Copy out exactly the lines from the first line of the material below through the line containing "Newest posts other", and nothing beyond them.

§ **GIVEN ENTRIES**:

== == ==

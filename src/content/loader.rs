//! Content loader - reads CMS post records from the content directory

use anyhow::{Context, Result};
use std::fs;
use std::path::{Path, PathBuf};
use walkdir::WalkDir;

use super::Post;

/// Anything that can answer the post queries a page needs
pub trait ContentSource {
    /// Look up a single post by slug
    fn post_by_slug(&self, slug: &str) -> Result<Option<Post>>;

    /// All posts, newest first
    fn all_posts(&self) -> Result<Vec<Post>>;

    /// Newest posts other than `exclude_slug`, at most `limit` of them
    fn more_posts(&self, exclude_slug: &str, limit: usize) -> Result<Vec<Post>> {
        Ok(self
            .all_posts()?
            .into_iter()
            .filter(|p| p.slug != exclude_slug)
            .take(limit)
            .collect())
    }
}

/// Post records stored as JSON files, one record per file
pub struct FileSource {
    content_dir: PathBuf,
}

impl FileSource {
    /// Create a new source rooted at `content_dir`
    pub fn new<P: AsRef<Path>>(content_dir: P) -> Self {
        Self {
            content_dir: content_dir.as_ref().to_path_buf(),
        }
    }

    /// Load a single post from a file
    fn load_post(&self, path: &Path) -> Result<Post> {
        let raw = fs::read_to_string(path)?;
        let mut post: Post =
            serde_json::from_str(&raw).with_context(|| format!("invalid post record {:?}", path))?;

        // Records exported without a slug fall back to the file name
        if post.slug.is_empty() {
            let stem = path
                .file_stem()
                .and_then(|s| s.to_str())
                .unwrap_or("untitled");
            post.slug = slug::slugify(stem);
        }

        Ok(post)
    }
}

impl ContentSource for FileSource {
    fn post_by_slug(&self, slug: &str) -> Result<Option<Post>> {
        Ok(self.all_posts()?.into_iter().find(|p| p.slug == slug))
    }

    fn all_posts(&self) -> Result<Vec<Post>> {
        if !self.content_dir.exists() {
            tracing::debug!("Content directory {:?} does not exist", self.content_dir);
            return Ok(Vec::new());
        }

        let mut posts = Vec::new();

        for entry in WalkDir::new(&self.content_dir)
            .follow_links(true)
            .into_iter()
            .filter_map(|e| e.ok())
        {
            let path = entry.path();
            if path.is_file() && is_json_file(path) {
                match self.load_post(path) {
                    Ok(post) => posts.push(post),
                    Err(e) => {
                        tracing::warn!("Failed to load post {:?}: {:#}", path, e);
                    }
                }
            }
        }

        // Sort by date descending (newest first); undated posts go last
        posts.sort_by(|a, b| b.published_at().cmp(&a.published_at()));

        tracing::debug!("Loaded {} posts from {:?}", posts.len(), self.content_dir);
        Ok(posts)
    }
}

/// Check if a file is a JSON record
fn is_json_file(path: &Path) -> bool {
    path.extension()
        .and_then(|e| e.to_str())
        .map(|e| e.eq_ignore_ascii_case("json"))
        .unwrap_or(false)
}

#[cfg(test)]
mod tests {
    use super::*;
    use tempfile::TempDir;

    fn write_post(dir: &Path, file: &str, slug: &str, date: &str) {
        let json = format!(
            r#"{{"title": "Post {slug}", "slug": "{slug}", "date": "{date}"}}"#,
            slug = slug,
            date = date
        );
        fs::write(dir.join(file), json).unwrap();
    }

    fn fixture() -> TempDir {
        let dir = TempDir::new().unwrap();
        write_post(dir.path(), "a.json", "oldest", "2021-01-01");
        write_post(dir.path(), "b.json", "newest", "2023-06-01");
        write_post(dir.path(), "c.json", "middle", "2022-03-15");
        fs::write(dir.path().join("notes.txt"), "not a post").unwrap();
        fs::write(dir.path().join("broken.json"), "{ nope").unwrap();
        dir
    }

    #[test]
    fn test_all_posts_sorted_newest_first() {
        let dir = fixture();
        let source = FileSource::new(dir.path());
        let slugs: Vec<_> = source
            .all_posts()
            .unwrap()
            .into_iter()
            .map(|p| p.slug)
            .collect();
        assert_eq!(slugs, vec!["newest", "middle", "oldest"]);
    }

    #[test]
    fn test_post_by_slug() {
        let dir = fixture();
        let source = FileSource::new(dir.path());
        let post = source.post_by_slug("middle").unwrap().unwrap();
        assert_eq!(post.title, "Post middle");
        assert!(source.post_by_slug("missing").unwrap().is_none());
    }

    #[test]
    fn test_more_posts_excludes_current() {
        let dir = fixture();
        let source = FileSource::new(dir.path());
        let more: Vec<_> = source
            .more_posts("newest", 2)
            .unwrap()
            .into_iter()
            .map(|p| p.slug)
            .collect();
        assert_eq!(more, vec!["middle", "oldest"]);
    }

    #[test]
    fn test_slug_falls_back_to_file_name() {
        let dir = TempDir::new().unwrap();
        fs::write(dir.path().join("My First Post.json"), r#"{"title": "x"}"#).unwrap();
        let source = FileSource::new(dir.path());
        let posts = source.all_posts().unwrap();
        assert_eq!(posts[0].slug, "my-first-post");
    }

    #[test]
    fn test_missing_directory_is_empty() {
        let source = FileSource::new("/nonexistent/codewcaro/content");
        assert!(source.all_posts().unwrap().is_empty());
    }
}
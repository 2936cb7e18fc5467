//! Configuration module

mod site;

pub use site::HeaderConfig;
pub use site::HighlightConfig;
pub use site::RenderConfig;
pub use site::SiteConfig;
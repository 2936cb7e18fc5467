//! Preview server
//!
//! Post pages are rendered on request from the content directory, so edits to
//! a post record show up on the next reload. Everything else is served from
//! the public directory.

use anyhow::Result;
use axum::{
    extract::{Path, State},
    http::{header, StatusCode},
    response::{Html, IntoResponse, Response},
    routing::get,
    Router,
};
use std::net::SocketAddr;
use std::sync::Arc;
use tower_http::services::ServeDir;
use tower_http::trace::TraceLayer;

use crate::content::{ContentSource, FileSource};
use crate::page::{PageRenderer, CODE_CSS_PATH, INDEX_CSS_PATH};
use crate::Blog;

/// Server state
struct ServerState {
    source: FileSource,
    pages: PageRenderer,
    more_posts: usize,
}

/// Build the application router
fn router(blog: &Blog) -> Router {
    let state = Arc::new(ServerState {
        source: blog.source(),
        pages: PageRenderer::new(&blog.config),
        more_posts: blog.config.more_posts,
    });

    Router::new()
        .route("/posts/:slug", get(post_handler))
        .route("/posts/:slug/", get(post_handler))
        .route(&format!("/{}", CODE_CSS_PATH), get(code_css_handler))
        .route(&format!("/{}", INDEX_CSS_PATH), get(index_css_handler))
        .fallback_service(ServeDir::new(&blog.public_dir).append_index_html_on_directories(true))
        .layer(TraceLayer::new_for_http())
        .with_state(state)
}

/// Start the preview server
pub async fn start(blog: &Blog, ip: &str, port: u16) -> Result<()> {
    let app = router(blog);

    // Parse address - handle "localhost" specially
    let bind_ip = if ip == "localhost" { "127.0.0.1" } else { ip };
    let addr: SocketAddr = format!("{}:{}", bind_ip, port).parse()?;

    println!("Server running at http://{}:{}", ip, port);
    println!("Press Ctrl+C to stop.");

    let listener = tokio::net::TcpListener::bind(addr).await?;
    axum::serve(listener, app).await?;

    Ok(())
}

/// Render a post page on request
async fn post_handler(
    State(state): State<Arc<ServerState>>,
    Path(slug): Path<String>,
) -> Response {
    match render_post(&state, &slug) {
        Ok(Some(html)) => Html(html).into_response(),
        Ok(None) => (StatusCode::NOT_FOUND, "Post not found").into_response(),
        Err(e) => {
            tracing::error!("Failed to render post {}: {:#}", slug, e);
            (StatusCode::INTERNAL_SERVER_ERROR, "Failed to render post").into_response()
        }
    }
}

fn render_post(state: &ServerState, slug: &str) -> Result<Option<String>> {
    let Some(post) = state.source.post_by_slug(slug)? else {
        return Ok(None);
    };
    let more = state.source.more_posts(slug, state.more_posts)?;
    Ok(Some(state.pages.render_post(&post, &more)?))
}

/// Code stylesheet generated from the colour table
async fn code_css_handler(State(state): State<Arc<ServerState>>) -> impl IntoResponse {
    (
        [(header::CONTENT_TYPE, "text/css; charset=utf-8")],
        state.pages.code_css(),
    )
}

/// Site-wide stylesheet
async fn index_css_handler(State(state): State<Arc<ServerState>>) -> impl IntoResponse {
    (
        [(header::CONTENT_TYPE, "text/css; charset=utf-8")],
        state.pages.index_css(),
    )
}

== == ==

§ **SOLUTION TO THIS PROBLEM**:
filename src/content/loader.rs
//! Content loader - reads CMS post records from the content directory

use anyhow::{Context, Result};
use std::fs;
use std::path::{Path, PathBuf};
use walkdir::WalkDir;

use super::Post;

/// Anything that can answer the post queries a page needs
pub trait ContentSource {
    /// Look up a single post by slug
    fn post_by_slug(&self, slug: &str) -> Result<Option<Post>>;

    /// All posts, newest first
    fn all_posts(&self) -> Result<Vec<Post>>;

    /// Newest posts other than `exclude_slug`, at most `limit` of them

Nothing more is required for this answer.